### Assigned task
Lines to return, exactly: from the line with "alternate screen buffer." to the line with "let mut stdout = io::stdout();" in the entries below, both included.

Saved data entries:
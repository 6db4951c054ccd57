// Copyright (C) 2026  Caprica Software Limited
//
// This program is free software: you can redistribute it and/or modify
// it under the terms of the GNU General Public License as published by
// the Free Software Foundation, either version 3 of the License, or
// (at your option) any later version.
//
// This program is distributed in the hope that it will be useful,
// but WITHOUT ANY WARRANTY; without even the implied warranty of
// MERCHANTABILITY or FITNESS FOR A PARTICULAR PURPOSE.  See the
// GNU General Public License for more details.
//
// You should have received a copy of the GNU General Public License
// along with this program.  If not, see <https://www.gnu.org/licenses/>.

//! Render the location bar.
//!
//! Shows the raw query string the view is built from, together with whether
//! history navigation is possible in either direction.

use ratatui::{
    Frame,
    layout::Rect,
    style::Style,
    text::{Line, Span},
    widgets::Paragraph,
};

use crate::App;

pub(crate) fn draw_location(f: &mut Frame, area: Rect, app: &App) {
    let theme = &app.theme;
    let history = |enabled: bool| {
        if enabled {
            Style::default().fg(theme.accent_colour)
        } else {
            Style::default().fg(theme.border_colour)
        }
    };

    let query = app.location.read();
    let line = Line::from(vec![
        Span::styled(" < ", history(app.location.can_go_back())),
        Span::styled("> ", history(app.location.can_go_forward())),
        Span::styled("/artists?", Style::default().fg(theme.muted_colour)),
        Span::styled(query, Style::default().fg(theme.table_name_fg)),
    ]);

    f.render_widget(Paragraph::new(line), area);
}
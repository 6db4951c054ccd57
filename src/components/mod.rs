// Copyright (C) 2026  Caprica Software Limited
//
// This program is free software: you can redistribute it and/or modify
// it under the terms of the GNU General Public License as published by
// the Free Software Foundation, either version 3 of the License, or
// (at your option) any later version.
//
// This program is distributed in the hope that it will be useful,
// but WITHOUT ANY WARRANTY; without even the implied warranty of
// MERCHANTABILITY or FITNESS FOR A PARTICULAR PURPOSE.  See the
// GNU General Public License for more details.
//
// You should have received a copy of the GNU General Public License
// along with this program.  If not, see <https://www.gnu.org/licenses/>.

//! Interactive view components.
//!
//! Each component owns its widget state and turns raw key events into
//! intents or cursor movement. Data is borrowed from the view controller at
//! draw time.

mod artist_table;
mod filter_bar;
pub(crate) mod pager;

pub(crate) use artist_table::{ArtistTable, ArtistTableState};
pub(crate) use filter_bar::{FilterBar, FilterBarEvent};
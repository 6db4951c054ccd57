// Copyright (C) 2026  Caprica Software Limited
//
// This program is free software: you can redistribute it and/or modify
// it under the terms of the GNU General Public License as published by
// the Free Software Foundation, either version 3 of the License, or
// (at your option) any later version.
//
// This program is distributed in the hope that it will be useful,
// but WITHOUT ANY WARRANTY; without even the implied warranty of
// MERCHANTABILITY or FITNESS FOR A PARTICULAR PURPOSE.  See the
// GNU General Public License for more details.
//
// You should have received a copy of the GNU General Public License
// along with this program.  If not, see <https://www.gnu.org/licenses/>.

//! Application configuration.
//!
//! This module manages the application configuration file.

use std::path::PathBuf;

use serde::{Deserialize, Serialize};

const CONFIG_NAME: &str = "artistui";

const DEFAULT_API_BASE_URL: &str = "https://exam.api.fotex.net";

const LOG_FILE_NAME: &str = "artistui.log";

#[derive(Serialize, Deserialize, Debug, Clone, Eq, PartialEq)]
#[serde(default)]
pub struct AppConfig {
    pub version: u32,
    pub api_base_url: String,
    pub log_file: Option<PathBuf>,
}

impl Default for AppConfig {
    fn default() -> Self {
        Self {
            version: 1,
            api_base_url: DEFAULT_API_BASE_URL.to_owned(),
            log_file: None,
        }
    }
}

impl AppConfig {
    /// The configured log file, or one beside the configuration file.
    pub fn log_path(&self) -> PathBuf {
        if let Some(path) = &self.log_file {
            return path.clone();
        }

        confy::get_configuration_file_path(CONFIG_NAME, None)
            .map(|p| p.with_file_name(LOG_FILE_NAME))
            .unwrap_or_else(|_| PathBuf::from(LOG_FILE_NAME))
    }
}

pub fn load_config() -> AppConfig {
    confy::load(CONFIG_NAME, None).unwrap_or_default()
}
// Copyright (C) 2026  Caprica Software Limited
//
// This program is free software: you can redistribute it and/or modify
// it under the terms of the GNU General Public License as published by
// the Free Software Foundation, either version 3 of the License, or
// (at your option) any later version.
//
// This program is distributed in the hope that it will be useful,
// but WITHOUT ANY WARRANTY; without even the implied warranty of
// MERCHANTABILITY or FITNESS FOR A PARTICULAR PURPOSE.  See the
// GNU General Public License for more details.
//
// You should have received a copy of the GNU General Public License
// along with this program.  If not, see <https://www.gnu.org/licenses/>.

use crossterm::event::{Event, KeyCode};
use tui_input::backend::crossterm::EventHandler;

use crate::{
    components::{FilterBar, FilterBarEvent},
    controller::Intent,
    query::{ArtistType, FilterState},
};

impl FilterBar {
    pub(crate) fn process_event(&mut self, event: &Event, filters: &FilterState) -> FilterBarEvent {
        let Event::Key(key_event) = event else {
            return FilterBarEvent::Ignored;
        };

        if self.editing {
            return match key_event.code {
                KeyCode::Esc => {
                    self.editing = false;
                    self.sync_search(filters.search.as_deref());
                    FilterBarEvent::Consumed
                }

                KeyCode::Enter => {
                    self.editing = false;
                    FilterBarEvent::Intent(Intent::SearchSubmitted(self.input.value().to_owned()))
                }

                _ => {
                    self.input.handle_event(event);
                    FilterBarEvent::Consumed
                }
            };
        }

        match key_event.code {
            KeyCode::Char('/') => {
                self.editing = true;
                FilterBarEvent::Consumed
            }

            KeyCode::Char(c) if c.is_ascii_uppercase() => FilterBarEvent::Intent(Intent::LetterClicked(c)),

            KeyCode::Backspace | KeyCode::Char('x') if filters.letter.is_some() => {
                FilterBarEvent::Intent(Intent::LetterCleared)
            }

            KeyCode::Char('t') => {
                FilterBarEvent::Intent(Intent::TypeChanged(ArtistType::cycle(filters.artist_type)))
            }

            KeyCode::BackTab => {
                FilterBarEvent::Intent(Intent::TypeChanged(ArtistType::cycle_back(filters.artist_type)))
            }

            _ => FilterBarEvent::Ignored,
        }
    }
}
// Copyright (C) 2026  Caprica Software Limited
//
// This program is free software: you can redistribute it and/or modify
// it under the terms of the GNU General Public License as published by
// the Free Software Foundation, either version 3 of the License, or
// (at your option) any later version.
//
// This program is distributed in the hope that it will be useful,
// but WITHOUT ANY WARRANTY; without even the implied warranty of
// MERCHANTABILITY or FITNESS FOR A PARTICULAR PURPOSE.  See the
// GNU General Public License for more details.
//
// You should have received a copy of the GNU General Public License
// along with this program.  If not, see <https://www.gnu.org/licenses/>.

//! Command-line input logic and state management.
//!
//! This module implements the logic for a command-line processing component,
//! handling a text input component, and posting the corresponding application
//! event when a command is submitted.

use std::sync::mpsc::Sender;

use crossterm::event::{Event, KeyCode};
use tracing::debug;
use tui_input::{Input, backend::crossterm::EventHandler};

use crate::{
    components::pager,
    controller::Intent,
    events::AppEvent,
    query::{ArtistType, Letter},
};

pub(crate) struct Commander {
    active: bool,
    pub(crate) input: Input,
}

impl Commander {
    pub(crate) fn new() -> Self {
        Self {
            active: false,
            input: Input::default(),
        }
    }

    pub(crate) fn active(&self) -> bool {
        self.active
    }

    /// Returns whether the event was taken by the command line.
    pub(crate) fn handle_event(&mut self, event: &Event, event_tx: &Sender<AppEvent>) -> bool {
        let Event::Key(key_event) = event else {
            return false;
        };

        if !self.active {
            if key_event.code == KeyCode::Char(':') {
                self.active = true;
                return true;
            }
            return false;
        }

        match key_event.code {
            KeyCode::Esc => {
                self.active = false;
                self.input.reset();
            }

            KeyCode::Enter => {
                if let Some(app_event) = parse_command(self.input.value()) {
                    debug!("Command '{}' -> {:?}", self.input.value(), app_event);
                    let _ = event_tx.send(app_event);
                }
                self.active = false;
                self.input.reset();
            }

            _ => {
                // Delegate all other key events to the managed input component.
                self.input.handle_event(event);
            }
        }

        true
    }
}

/// Maps a submitted command line to the event it stands for.
///
/// Returns `None` for a blank line, and an [`AppEvent::Error`] describing the
/// problem for anything that is not understood.
pub(crate) fn parse_command(buffer: &str) -> Option<AppEvent> {
    let parts: Vec<&str> = buffer.split_whitespace().collect();

    let event = match parts.as_slice() {
        [] => return None,

        ["q"] => AppEvent::ExitApplication,

        ["search", text @ ..] => AppEvent::Intent(Intent::SearchSubmitted(text.join(" "))),

        ["letter", letter] => match letter.parse::<Letter>() {
            Ok(letter) => AppEvent::Intent(Intent::LetterClicked(letter.as_char())),
            Err(()) => AppEvent::Error(format!("Not a letter: {letter}")),
        },

        ["clear"] | ["lc"] => AppEvent::Intent(Intent::LetterCleared),
        ["reset"] => AppEvent::ResetFilters,

        ["type", name] => match parse_type(name) {
            Some(artist_type) => AppEvent::Intent(Intent::TypeChanged(artist_type)),
            None => AppEvent::Error(format!("Unknown artist type: {name}")),
        },

        ["page", number] => match number.parse().ok().and_then(pager::goto_page) {
            Some(intent) => AppEvent::Intent(intent),
            None => AppEvent::Error(format!("Not a page number: {number}")),
        },

        ["go"] => AppEvent::Navigate(String::new()),
        ["go", query] => AppEvent::Navigate((*query).to_owned()),

        ["back"] => AppEvent::HistoryBack,
        ["forward"] => AppEvent::HistoryForward,

        [cmd, ..] => AppEvent::Error(format!("Unknown command: {cmd}")),
    };

    Some(event)
}

/// `all` selects every type; otherwise the label or the query value.
fn parse_type(name: &str) -> Option<Option<ArtistType>> {
    if name.eq_ignore_ascii_case("all") {
        return Some(None);
    }

    ArtistType::ALL
        .into_iter()
        .find(|t| name.eq_ignore_ascii_case(t.label()) || name == t.as_str())
        .map(Some)
}
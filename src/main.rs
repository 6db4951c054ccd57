// Copyright (C) 2026  Caprica Software Limited
//
// This program is free software: you can redistribute it and/or modify
// it under the terms of the GNU General Public License as published by
// the Free Software Foundation, either version 3 of the License, or
// (at your option) any later version.
//
// This program is distributed in the hope that it will be useful,
// but WITHOUT ANY WARRANTY; without even the implied warranty of
// MERCHANTABILITY or FITNESS FOR A PARTICULAR PURPOSE.  See the
// GNU General Public License for more details.
//
// You should have received a copy of the GNU General Public License
// along with this program.  If not, see <https://www.gnu.org/licenses/>.

//! # Artist catalogue TUI.
//!
//! A terminal browser for the Hungaroton artist catalogue.
//!
//! The filters on screen (search text, initial letter, artist type and page)
//! live in a single location query string, so any view can be bookmarked,
//! passed on the command line, or revisited through history.
//!
//! It uses an event-driven architecture where:
//!
//! * The **Main Thread** manages the terminal lifecycle, owns all view state
//!   and renders the UI.
//! * A **Task Worker** performs the blocking catalogue requests.
//! * **Event Loops** capture user input and system ticks to drive the UI
//!   state.
//!
//! ## Architecture
//!
//! The application follows a strict setup-run-teardown pattern to ensure the
//! terminal state is preserved even in the event of a crash. Communication
//! between the UI and the background worker is handled via `std::sync::mpsc`
//! channels.

mod catalogue;
mod cli;
mod commander;
mod components;
mod config;
mod controller;
mod events;
mod location;
mod query;
mod render;
mod tasks;
mod theme;

use anyhow::{Context, Result};
use clap::Parser;
use crossterm::{
    event::{self},
    execute,
    terminal::{EnterAlternateScreen, LeaveAlternateScreen, disable_raw_mode, enable_raw_mode},
};
use ratatui::{Terminal, backend::CrosstermBackend};
use std::{
    fs::{self, OpenOptions},
    io::{self},
    path::Path,
    sync::{
        Mutex,
        mpsc::{self, Receiver, Sender},
    },
    thread,
    time::Duration,
};
use tracing::info;
use tracing_subscriber::{EnvFilter, prelude::*};

use crate::{
    catalogue::CatalogueClient,
    cli::Cli,
    commander::Commander,
    components::{ArtistTableState, FilterBar},
    config::AppConfig,
    controller::ViewController,
    events::{AppEvent, process_events},
    location::Location,
    tasks::AppTask,
    theme::Theme,
};

/// Application state.
struct App {
    pub config: AppConfig,

    pub theme: Theme,

    pub event_tx: Sender<AppEvent>,
    pub event_rx: Receiver<AppEvent>,

    pub task_tx: Sender<AppTask>,

    pub location: Location,
    pub controller: ViewController,

    pub artist_table: ArtistTableState,
    pub filter_bar: FilterBar,
    pub commander: Commander,

    pub status: Option<String>,
}

impl App {
    /// Create a new instance of application state, starting at the given
    /// location query.
    pub fn new(config: AppConfig, task_tx: Sender<AppTask>, initial_query: &str) -> Self {
        let (event_tx, event_rx) = mpsc::channel();

        let mut location = Location::new(initial_query);
        location.subscribe(event_tx.clone());

        Self {
            config,
            theme: Theme::default(),
            event_tx,
            event_rx,
            task_tx,
            location,
            controller: ViewController::new(),
            artist_table: ArtistTableState::new(),
            filter_bar: FilterBar::new(),
            commander: Commander::new(),
            status: None,
        }
    }
}

/// The entry point of the application.
///
/// Parses the command line, loads the configuration, initializes logging and
/// the application state, manages the terminal lifecycle, and returns an error
/// if any part of the execution fails.
fn main() -> Result<()> {
    let cli = Cli::parse();

    let mut config = config::load_config();
    if let Some(base_url) = cli.base_url {
        config.api_base_url = base_url;
    }

    configure_logging(&config.log_path())?;
    info!("Catalogue at {}", config.api_base_url);

    let (task_tx, task_rx) = mpsc::channel();

    let mut app = App::new(config, task_tx, cli.query.as_deref().unwrap_or_default());

    let mut terminal = setup_terminal()?;
    let res = run(&mut terminal, &mut app, task_rx);
    restore_terminal(&mut terminal);

    res.context("Application error occurred")
}

/// Sends log records to a file, the terminal being owned by the UI.
///
/// The level defaults to `info` and can be changed with `RUST_LOG`.
fn configure_logging(path: &Path) -> Result<()> {
    if let Some(parent) = path.parent().filter(|p| !p.as_os_str().is_empty()) {
        fs::create_dir_all(parent)
            .with_context(|| format!("Failed to create log directory {}", parent.display()))?;
    }

    let file = OpenOptions::new()
        .create(true)
        .append(true)
        .open(path)
        .with_context(|| format!("Failed to open log file {}", path.display()))?;

    let env_filter = EnvFilter::try_from_default_env().unwrap_or_else(|_| EnvFilter::new("info"));

    let fmt_layer = tracing_subscriber::fmt::layer()
        .with_writer(Mutex::new(file))
        .with_ansi(false)
        .with_line_number(true)
        .with_target(false)
        .with_file(true);

    tracing_subscriber::registry()
        .with(env_filter)
        .with(fmt_layer)
        .init();

    Ok(())
}

/// Prepares the terminal for the TUI application.
///
/// This function performs the following side effects:
/// * Enables raw mode to capture all keyboard input.
/// * Switches the terminal to the alternate screen buffer.
///
/// # Errors
///
/// Returns an error if raw mode cannot be enabled or if the alternate screen
/// cannot be entered.
fn setup_terminal() -> Result<Terminal<CrosstermBackend<io::Stdout>>> {
    enable_raw_mode().context("Failed to enable raw mode")?;
    let mut stdout = io::stdout();
    execute!(stdout, EnterAlternateScreen).context("Failed to enter alternate screen")?;

    let backend = CrosstermBackend::new(stdout);
    let terminal = Terminal::new(backend).context("Failed to create terminal")?;

    Ok(terminal)
}

/// Restores the terminal to its original state.
///
/// This reverses the changes made by [`setup_terminal`], disabling raw mode
/// and leaving the alternate screen. It also ensures the cursor is made
/// visible again.
///
/// This function is designed to be "best-effort" and does not return a result,
/// as it is typically called during cleanup.
fn restore_terminal(terminal: &mut Terminal<CrosstermBackend<io::Stdout>>) {
    disable_raw_mode().ok();
    execute!(terminal.backend_mut(), LeaveAlternateScreen).ok();
    terminal.show_cursor().ok();
}

/// Starts the application's background workers and enters the main event loop.
///
/// This function spawns several long-running background threads:
/// * A task worker to perform catalogue requests for [`AppTask`]s.
/// * An input thread to poll for system keyboard events.
/// * A tick thread to trigger periodic UI refreshes.
///
/// It then announces the initial location, which triggers the first fetch,
/// and hands control to [`process_events`].
///
/// # Errors
///
/// Returns an error if the event processing loop encounters an unrecoverable
/// application error.
fn run(
    terminal: &mut Terminal<CrosstermBackend<io::Stdout>>,
    app: &mut App,
    task_rx: Receiver<AppTask>,
) -> Result<()> {
    let catalogue = CatalogueClient::new(&app.config.api_base_url);
    tasks::spawn_task_worker(catalogue, task_rx, app.event_tx.clone());

    // Spawn a thread to translate raw key events to application events.
    let tx_keys = app.event_tx.clone();
    thread::spawn(move || {
        loop {
            if let Ok(event::Event::Key(key)) = event::read() {
                if key.kind == event::KeyEventKind::Press {
                    tx_keys.send(AppEvent::Key(key)).ok();
                }
            }
        }
    });

    // Spawn a thread to send a periodic tick application event, this is
    // effectively the minimum "frame rate" for rendering the TUI application.
    let tx_tick = app.event_tx.clone();
    thread::spawn(move || {
        loop {
            let _ = tx_tick.send(AppEvent::Tick);
            thread::sleep(Duration::from_millis(250));
        }
    });

    app.location.announce();

    // Application event loop, process events until the user quits
    process_events(terminal, app)
}
// Copyright (C) 2026  Caprica Software Limited
//
// This program is free software: you can redistribute it and/or modify
// it under the terms of the GNU General Public License as published by
// the Free Software Foundation, either version 3 of the License, or
// (at your option) any later version.
//
// This program is distributed in the hope that it will be useful,
// but WITHOUT ANY WARRANTY; without even the implied warranty of
// MERCHANTABILITY or FITNESS FOR A PARTICULAR PURPOSE.  See the
// GNU General Public License for more details.
//
// You should have received a copy of the GNU General Public License
// along with this program.  If not, see <https://www.gnu.org/licenses/>.

//! Command-line arguments.

use clap::Parser;

/// Browse the Hungaroton artist catalogue from the terminal.
#[derive(Parser, Debug)]
#[command(name = "artistui", version, about)]
pub(crate) struct Cli {
    /// Initial location query, e.g. "letter=B&type=is_composer".
    /// A leading '?' is accepted.
    pub(crate) query: Option<String>,

    /// Catalogue API base URL, overriding the configuration file.
    #[arg(long, value_name = "URL")]
    pub(crate) base_url: Option<String>,
}

#[cfg(test)]
mod tests {
    use super::*;

    #[test]
    fn parses_query_and_base_url() {
        let cli = Cli::try_parse_from(["artistui", "?letter=B", "--base-url", "http://localhost:8080"]).unwrap();
        assert_eq!(cli.query.as_deref(), Some("?letter=B"));
        assert_eq!(cli.base_url.as_deref(), Some("http://localhost:8080"));
    }

    #[test]
    fn everything_is_optional() {
        let cli = Cli::try_parse_from(["artistui"]).unwrap();
        assert!(cli.query.is_none());
        assert!(cli.base_url.is_none());
    }
}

### Reply
/// * Switches the terminal to the alternate screen buffer.
///
/// # Errors
///
/// Returns an error if raw mode cannot be enabled or if the alternate screen
/// cannot be entered.
fn setup_terminal() -> Result<Terminal<CrosstermBackend<io::Stdout>>> {
    enable_raw_mode().context("Failed to enable raw mode")?;
    let mut stdout = io::stdout();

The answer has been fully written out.